TASK TO COMPLETE
Below are the records; copy each line in which "PartialEq" can be found.
[DATA FOR PROCESSING Boundary: Start]
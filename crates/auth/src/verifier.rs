#![forbid(unsafe_code)]

use std::collections::HashSet;
use std::str::FromStr;
use std::sync::Arc;
use std::time::Duration;

use base64::{engine::general_purpose::URL_SAFE_NO_PAD, Engine as _};
use jsonwebtoken::{decode, decode_header, Algorithm, DecodingKey, Header, Validation};
use serde::Deserialize;

use delegation_proxy_core::graph::parse_iri;

use crate::dpop::{access_token_hash, unix_now, ProofClaims, DPOP_JWT_TYPE};
use crate::jwt::{normalize_issuer, parse_jwk, IssuerKeyResolver, JwksError, JWK};
use crate::replay::ReplayCache;

pub const DEFAULT_PROOF_MAX_AGE: Duration = Duration::from_secs(300);

#[derive(Debug, Clone, PartialEq, Eq)]
pub struct VerifiedIdentity {
    pub web_id: String,
    pub issuer: String,
    pub client_id: Option<String>,
    pub thumbprint: String,
}

#[derive(Debug, thiserror::Error, Clone, PartialEq, Eq)]
pub enum VerifyError {
    #[error("Auth token invalid: {0}")]
    MalformedToken(&'static str),
    #[error("Auth token invalid: Issuer is not trusted!")]
    UntrustedIssuer,
    #[error("Auth token invalid: Could not resolve issuer keys!")]
    IssuerUnreachable,
    #[error("Auth token invalid: Signature verification failed!")]
    InvalidSignature,
    #[error("Auth token invalid: Token expired!")]
    ExpiredToken,
    #[error("DPoP invalid: Thumbprint not matching signing key!")]
    ThumbprintMismatch,
    #[error("DPoP invalid: Signature verification failed!")]
    InvalidProofSignature,
    #[error("DPoP invalid: Proof is not fresh!")]
    StaleProof,
    #[error("Auth token invalid: Requested method or URI does not match!")]
    RequestMismatch,
    #[error("DPoP invalid: Proof was already used!")]
    ReplayedProof,
}

#[derive(Debug, Clone, Default)]
pub struct VerifierConfig {
    /// Accepted token issuers. Empty accepts any issuer.
    pub trusted_issuers: Vec<String>,
    pub proof_max_age: Duration,
}

#[derive(Debug, Deserialize)]
struct AccessTokenClaims {
    #[serde(default)]
    iss: Option<String>,
    #[serde(default)]
    webid: Option<String>,
    #[serde(default)]
    client_id: Option<String>,
    #[serde(default)]
    cnf: Option<Confirmation>,
    #[serde(default)]
    exp: Option<u64>,
}

#[derive(Debug, Deserialize)]
struct Confirmation {
    #[serde(default)]
    jkt: Option<String>,
}

#[derive(Debug, Deserialize)]
struct ProofHeader {
    alg: String,
    #[serde(default)]
    typ: Option<String>,
    #[serde(default)]
    jwk: Option<JWK>,
}

#[derive(Debug, Deserialize)]
struct UnverifiedClaims {
    iss: Option<String>,
}

/// Checks an inbound access token against the possession proof sent with it
/// and the request it was sent for.
pub struct ProofOfPossessionVerifier {
    resolver: Arc<dyn IssuerKeyResolver>,
    trusted_issuers: HashSet<String>,
    proof_max_age: Duration,
    replay: ReplayCache,
}

impl ProofOfPossessionVerifier {
    #[must_use]
    pub fn new(resolver: Arc<dyn IssuerKeyResolver>, config: VerifierConfig) -> Self {
        let proof_max_age = if config.proof_max_age.is_zero() {
            DEFAULT_PROOF_MAX_AGE
        } else {
            config.proof_max_age
        };
        Self {
            resolver,
            trusted_issuers: config
                .trusted_issuers
                .iter()
                .map(|issuer| normalize_issuer(issuer))
                .collect(),
            proof_max_age,
            // iat may lie up to max_age ahead, so a proof stays fresh for
            // twice that after its first use.
            replay: ReplayCache::new(proof_max_age * 2),
        }
    }

    pub async fn verify(
        &self,
        access_token: &str,
        proof: &str,
        method: &str,
        uri: &str,
    ) -> Result<VerifiedIdentity, VerifyError> {
        let issuer = extract_unverified_issuer(access_token)?;
        if !self.trusted_issuers.is_empty()
            && !self.trusted_issuers.contains(&normalize_issuer(&issuer))
        {
            return Err(VerifyError::UntrustedIssuer);
        }

        let header = decode_header(access_token)
            .map_err(|_| VerifyError::MalformedToken("Not a signed JWT!"))?;
        let keys = self
            .resolver
            .resolve_keys(&issuer, header.kid.as_deref())
            .await
            .map_err(|error| match error {
                JwksError::KeyNotFound(_) | JwksError::NoKeys => VerifyError::InvalidSignature,
                error => {
                    tracing::warn!(%issuer, %error, "failed to resolve issuer keys");
                    VerifyError::IssuerUnreachable
                }
            })?;

        let claims = verify_access_token(access_token, &header, &keys)?;
        let exp = claims
            .exp
            .ok_or(VerifyError::MalformedToken("No expiry!"))?;
        let now = unix_now().map_err(|_| VerifyError::ExpiredToken)?;
        if now > exp {
            return Err(VerifyError::ExpiredToken);
        }
        if claims.iss.as_deref().map(normalize_issuer) != Some(normalize_issuer(&issuer)) {
            return Err(VerifyError::InvalidSignature);
        }
        let web_id = claims
            .webid
            .filter(|web_id| !web_id.is_empty())
            .ok_or(VerifyError::MalformedToken("No WebID!"))?;
        if !is_http_iri(&web_id) {
            return Err(VerifyError::MalformedToken("Invalid WebID!"));
        }
        let expected_thumbprint = claims
            .cnf
            .and_then(|cnf| cnf.jkt)
            .ok_or(VerifyError::ThumbprintMismatch)?;

        let proof_header = decode_proof_header(proof)?;
        if proof_header.typ.as_deref() != Some(DPOP_JWT_TYPE) {
            return Err(VerifyError::InvalidProofSignature);
        }
        let proof_jwk = proof_header.jwk.ok_or(VerifyError::InvalidProofSignature)?;
        let thumbprint = proof_jwk
            .thumbprint()
            .map_err(|_| VerifyError::InvalidProofSignature)?;
        if thumbprint != expected_thumbprint {
            return Err(VerifyError::ThumbprintMismatch);
        }

        let algorithm = Algorithm::from_str(&proof_header.alg)
            .map_err(|_| VerifyError::InvalidProofSignature)?;
        let proof_key = parse_jwk(&proof_jwk).map_err(|_| VerifyError::InvalidProofSignature)?;
        let proof_claims = decode::<ProofClaims>(proof, &proof_key, &validation(algorithm)?)
            .map_err(|_| VerifyError::InvalidProofSignature)?
            .claims;
        if proof_claims
            .ath
            .as_deref()
            .is_some_and(|ath| ath != access_token_hash(access_token))
        {
            return Err(VerifyError::InvalidProofSignature);
        }

        if proof_claims.htm != method || proof_claims.htu != uri {
            tracing::debug!(
                htm = %proof_claims.htm,
                htu = %proof_claims.htu,
                method,
                uri,
                "proof bound to a different request"
            );
            return Err(VerifyError::RequestMismatch);
        }

        let now = unix_now().map_err(|_| VerifyError::StaleProof)?;
        if now.abs_diff(proof_claims.iat) > self.proof_max_age.as_secs() {
            return Err(VerifyError::StaleProof);
        }
        if !self.replay.check_and_record(&thumbprint, &proof_claims.jti) {
            return Err(VerifyError::ReplayedProof);
        }

        Ok(VerifiedIdentity {
            web_id,
            issuer,
            client_id: claims.client_id,
            thumbprint,
        })
    }
}

fn verify_access_token(
    token: &str,
    header: &Header,
    keys: &[Arc<DecodingKey>],
) -> Result<AccessTokenClaims, VerifyError> {
    let validation = validation(header.alg).map_err(|_| VerifyError::InvalidSignature)?;
    for key in keys {
        if let Ok(token_data) = decode::<AccessTokenClaims>(token, key, &validation) {
            return Ok(token_data.claims);
        }
    }
    Err(VerifyError::InvalidSignature)
}

fn validation(algorithm: Algorithm) -> Result<Validation, VerifyError> {
    if matches!(
        algorithm,
        Algorithm::HS256 | Algorithm::HS384 | Algorithm::HS512
    ) {
        return Err(VerifyError::InvalidProofSignature);
    }
    let mut validation = Validation::new(algorithm);
    validation.validate_aud = false;
    validation.validate_exp = false;
    validation.required_spec_claims.clear();
    Ok(validation)
}

fn extract_unverified_issuer(token: &str) -> Result<String, VerifyError> {
    let payload = token
        .split('.')
        .nth(1)
        .ok_or(VerifyError::MalformedToken("No issuer!"))?;
    let payload = URL_SAFE_NO_PAD
        .decode(payload.as_bytes())
        .map_err(|_| VerifyError::MalformedToken("No issuer!"))?;
    let claims: UnverifiedClaims =
        serde_json::from_slice(&payload).map_err(|_| VerifyError::MalformedToken("No issuer!"))?;
    claims
        .iss
        .filter(|issuer| !issuer.is_empty())
        .ok_or(VerifyError::MalformedToken("No issuer!"))
}

fn decode_proof_header(proof: &str) -> Result<ProofHeader, VerifyError> {
    let header = proof
        .split('.')
        .next()
        .ok_or(VerifyError::InvalidProofSignature)?;
    let header = URL_SAFE_NO_PAD
        .decode(header.as_bytes())
        .map_err(|_| VerifyError::InvalidProofSignature)?;
    serde_json::from_slice(&header).map_err(|_| VerifyError::InvalidProofSignature)
}

fn is_http_iri(value: &str) -> bool {
    parse_iri(value).is_ok() && (value.starts_with("https://") || value.starts_with("http://"))
}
[DATA FOR PROCESSING Boundary: End]
RESULT
#[derive(Debug, Clone, PartialEq, Eq)]
#[derive(Debug, thiserror::Error, Clone, PartialEq, Eq)]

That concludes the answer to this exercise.